> Exercise: Repeat exactly the lines from the one containing "let one = Value::Number(1.0);" through the last line of the records below, both included, and nothing else.

> Information given:
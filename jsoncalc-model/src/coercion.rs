//! The coercion table
//!
//! jsoncalc inherits the loose value semantics of its original embedding
//! host: truthiness, numeric conversion and the two equality flavors follow
//! the ECMAScript abstract operations, restricted to the [`Value`] type.
//! They are defined here once, as plain functions, so that every operator
//! and every target port reproduces identical behavior.

use crate::value::Value;

/// Truthiness used by `!`, `&&`, `||` and the ternary condition.
///
/// `undefined`, `null`, `false`, `0`, `NaN` and `""` are falsy; everything
/// else, including empty arrays and objects, is truthy.
pub fn is_truthy(value: &Value) -> bool {
    match value {
        Value::Null | Value::Undefined => false,
        Value::Bool(b) => *b,
        Value::Number(n) => *n != 0.0 && !n.is_nan(),
        Value::String(s) => !s.is_empty(),
        Value::Array(_) | Value::Object(_) => true,
    }
}

/// Numeric conversion, the `Number(x)` operation.
///
/// Arithmetic and relational operators apply this to both operands. Values
/// with no numeric interpretation become `NaN` rather than failing.
pub fn to_number(value: &Value) -> f64 {
    match value {
        Value::Undefined => f64::NAN,
        Value::Null => 0.0,
        Value::Bool(b) => {
            if *b {
                1.0
            } else {
                0.0
            }
        }
        Value::Number(n) => *n,
        Value::String(s) => string_to_number(s),
        // Arrays convert through their display form: [] is 0, [x] is Number(x).
        Value::Array(_) => string_to_number(&to_display_string(value)),
        Value::Object(_) => f64::NAN,
    }
}

fn string_to_number(s: &str) -> f64 {
    let trimmed = s.trim();
    if trimmed.is_empty() {
        return 0.0;
    }
    if let Some(hex) = trimmed.strip_prefix("0x").or_else(|| trimmed.strip_prefix("0X")) {
        return i64::from_str_radix(hex, 16).map(|n| n as f64).unwrap_or(f64::NAN);
    }
    if let Some(oct) = trimmed.strip_prefix("0o").or_else(|| trimmed.strip_prefix("0O")) {
        return i64::from_str_radix(oct, 8).map(|n| n as f64).unwrap_or(f64::NAN);
    }
    if let Some(bin) = trimmed.strip_prefix("0b").or_else(|| trimmed.strip_prefix("0B")) {
        return i64::from_str_radix(bin, 2).map(|n| n as f64).unwrap_or(f64::NAN);
    }
    match trimmed {
        "Infinity" | "+Infinity" => return f64::INFINITY,
        "-Infinity" => return f64::NEG_INFINITY,
        _ => {}
    }
    // Reject forms f64::from_str accepts but Number() does not.
    if trimmed.contains(|c: char| c.is_ascii_alphabetic() && !matches!(c, 'e' | 'E')) {
        return f64::NAN;
    }
    trimmed.parse::<f64>().unwrap_or(f64::NAN)
}

/// Display conversion, the `String(x)` operation.
pub fn to_display_string(value: &Value) -> String {
    match value {
        Value::Undefined => "undefined".to_string(),
        Value::Null => "null".to_string(),
        Value::Bool(b) => b.to_string(),
        Value::Number(n) => number_to_string(*n),
        Value::String(s) => s.clone(),
        Value::Array(items) => items
            .iter()
            .map(|item| {
                if item.is_nullish() {
                    String::new()
                } else {
                    to_display_string(item)
                }
            })
            .collect::<Vec<_>>()
            .join(","),
        Value::Object(_) => "[object Object]".to_string(),
    }
}

/// Number formatting without a trailing `.0` for integral values.
pub fn number_to_string(n: f64) -> String {
    if n.is_nan() {
        return "NaN".to_string();
    }
    if n.is_infinite() {
        return if n > 0.0 { "Infinity" } else { "-Infinity" }.to_string();
    }
    if n == n.trunc() && n.abs() < 9.007_199_254_740_992e15 {
        return format!("{}", n as i64);
    }
    format!("{n}")
}

/// Strict equality (`===`): no coercion, types must match.
///
/// `NaN` is unequal to itself. Arrays and objects compare structurally;
/// reference identity does not exist for plain values in this model.
pub fn strict_eq(a: &Value, b: &Value) -> bool {
    match (a, b) {
        (Value::Number(x), Value::Number(y)) => x == y,
        (Value::Null, Value::Null) => true,
        (Value::Undefined, Value::Undefined) => true,
        (Value::Bool(x), Value::Bool(y)) => x == y,
        (Value::String(x), Value::String(y)) => x == y,
        (Value::Array(x), Value::Array(y)) => {
            x.len() == y.len() && x.iter().zip(y).all(|(l, r)| strict_eq(l, r))
        }
        (Value::Object(x), Value::Object(y)) => {
            x.len() == y.len()
                && x.iter().all(|(k, l)| y.get(k).is_some_and(|r| strict_eq(l, r)))
        }
        _ => false,
    }
}

/// Loose equality (`==`) with the standard coercion ladder.
///
/// `null == undefined`, numbers and strings compare numerically, booleans
/// coerce to numbers, and composites coerce through their display string
/// when compared with a primitive.
pub fn loose_eq(a: &Value, b: &Value) -> bool {
    match (a, b) {
        (Value::Null | Value::Undefined, Value::Null | Value::Undefined) => true,
        (Value::Null | Value::Undefined, _) | (_, Value::Null | Value::Undefined) => false,
        (Value::Number(x), Value::Number(y)) => x == y,
        (Value::String(x), Value::String(y)) => x == y,
        (Value::Bool(_), _) => loose_eq(&Value::Number(to_number(a)), b),
        (_, Value::Bool(_)) => loose_eq(a, &Value::Number(to_number(b))),
        (Value::Number(x), Value::String(s)) | (Value::String(s), Value::Number(x)) => {
            *x == string_to_number(s)
        }
        (Value::Array(_) | Value::Object(_), Value::Array(_) | Value::Object(_)) => {
            strict_eq(a, b)
        }
        (Value::Array(_) | Value::Object(_), _) => {
            loose_eq(&Value::String(to_display_string(a)), b)
        }
        (_, Value::Array(_) | Value::Object(_)) => {
            loose_eq(a, &Value::String(to_display_string(b)))
        }
    }
}

#[cfg(test)]
mod tests {
    use super::*;
    use rstest::rstest;

    #[rstest]
    #[case(Value::Undefined, false)]
    #[case(Value::Null, false)]
    #[case(Value::Bool(false), false)]
    #[case(Value::Number(0.0), false)]
    #[case(Value::Number(f64::NAN), false)]
    #[case(Value::String(String::new()), false)]
    #[case(Value::Bool(true), true)]
    #[case(Value::Number(-1.5), true)]
    #[case(Value::String("0".into()), true)]
    #[case(Value::Array(vec![]), true)]
    #[case(Value::Object(Default::default()), true)]
    fn truthiness(#[case] value: Value, #[case] expected: bool) {
        assert_eq!(is_truthy(&value), expected);
    }

    #[rstest]
    #[case(Value::Null, 0.0)]
    #[case(Value::Bool(true), 1.0)]
    #[case(Value::String("  12.5 ".into()), 12.5)]
    #[case(Value::String("0x10".into()), 16.0)]
    #[case(Value::String("0b101".into()), 5.0)]
    #[case(Value::String("".into()), 0.0)]
    #[case(Value::Array(vec![]), 0.0)]
    #[case(Value::Array(vec![Value::Number(7.0)]), 7.0)]
    fn numeric_coercion(#[case] value: Value, #[case] expected: f64) {
        assert_eq!(to_number(&value), expected);
    }

    #[rstest]
    #[case(Value::Undefined)]
    #[case(Value::String("12px".into()))]
    #[case(Value::Object(Default::default()))]
    #[case(Value::Array(vec![Value::Number(1.0), Value::Number(2.0)]))]
    fn numeric_coercion_nan(#[case] value: Value) {
        assert!(to_number(&value).is_nan());
    }

    #[rstest]
    #[case(Value::Number(1.0), "1")]
    #[case(Value::Number(1.5), "1.5")]
    #[case(Value::Number(f64::NAN), "NaN")]
    #[case(Value::Array(vec![Value::Number(1.0), Value::Null, Value::String("x".into())]), "1,,x")]
    #[case(Value::Object(Default::default()), "[object Object]")]
    fn display_coercion(#[case] value: Value, #[case] expected: &str) {
        assert_eq!(to_display_string(&value), expected);
    }

    #[test]
    fn loose_and_strict_equality() {
        let one = Value::Number(1.0);
        let one_str = Value::String("1".into());
        assert!(loose_eq(&one, &one_str));
        assert!(!strict_eq(&one, &one_str));

        assert!(loose_eq(&Value::Null, &Value::Undefined));
        assert!(!strict_eq(&Value::Null, &Value::Undefined));

        assert!(loose_eq(&Value::Bool(true), &one));
        assert!(!loose_eq(&Value::Bool(true), &Value::Number(2.0)));

        let arr = Value::Array(vec![Value::Number(1.0)]);
        assert!(loose_eq(&arr, &one));
        assert!(strict_eq(&arr, &arr));
        assert!(!loose_eq(&Value::Number(f64::NAN), &Value::Number(f64::NAN)));
    }
}
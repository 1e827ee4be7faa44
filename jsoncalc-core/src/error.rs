//! The combined error surface of the engine

use jsoncalc_evaluator::RuntimeError;
use jsoncalc_parser::ParseError;
use thiserror::Error;

/// Anything that can go wrong between source text and a normal form.
#[derive(Error, Debug, Clone, PartialEq)]
pub enum CalcError {
    /// The text failed to tokenize or parse.
    #[error("parse error: {0}")]
    Parse(#[from] ParseError),

    /// The tree failed to evaluate.
    #[error("evaluation error: {0}")]
    Runtime(#[from] RuntimeError),
}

> Response for this exercise:
        let one = Value::Number(1.0);
        let one_str = Value::String("1".into());
        assert!(loose_eq(&one, &one_str));
        assert!(!strict_eq(&one, &one_str));

        assert!(loose_eq(&Value::Null, &Value::Undefined));
        assert!(!strict_eq(&Value::Null, &Value::Undefined));

        assert!(loose_eq(&Value::Bool(true), &one));
        assert!(!loose_eq(&Value::Bool(true), &Value::Number(2.0)));

        let arr = Value::Array(vec![Value::Number(1.0)]);
        assert!(loose_eq(&arr, &one));
        assert!(strict_eq(&arr, &arr));
        assert!(!loose_eq(&Value::Number(f64::NAN), &Value::Number(f64::NAN)));
    }
}
repository 1e827ee4be7faa44
filename jsoncalc-core/src/error.rs
//! The combined error surface of the engine

use jsoncalc_evaluator::RuntimeError;
use jsoncalc_parser::ParseError;
use thiserror::Error;

/// Anything that can go wrong between source text and a normal form.
#[derive(Error, Debug, Clone, PartialEq)]
pub enum CalcError {
    /// The text failed to tokenize or parse.
    #[error("parse error: {0}")]
    Parse(#[from] ParseError),

    /// The tree failed to evaluate.
    #[error("evaluation error: {0}")]
    Runtime(#[from] RuntimeError),
}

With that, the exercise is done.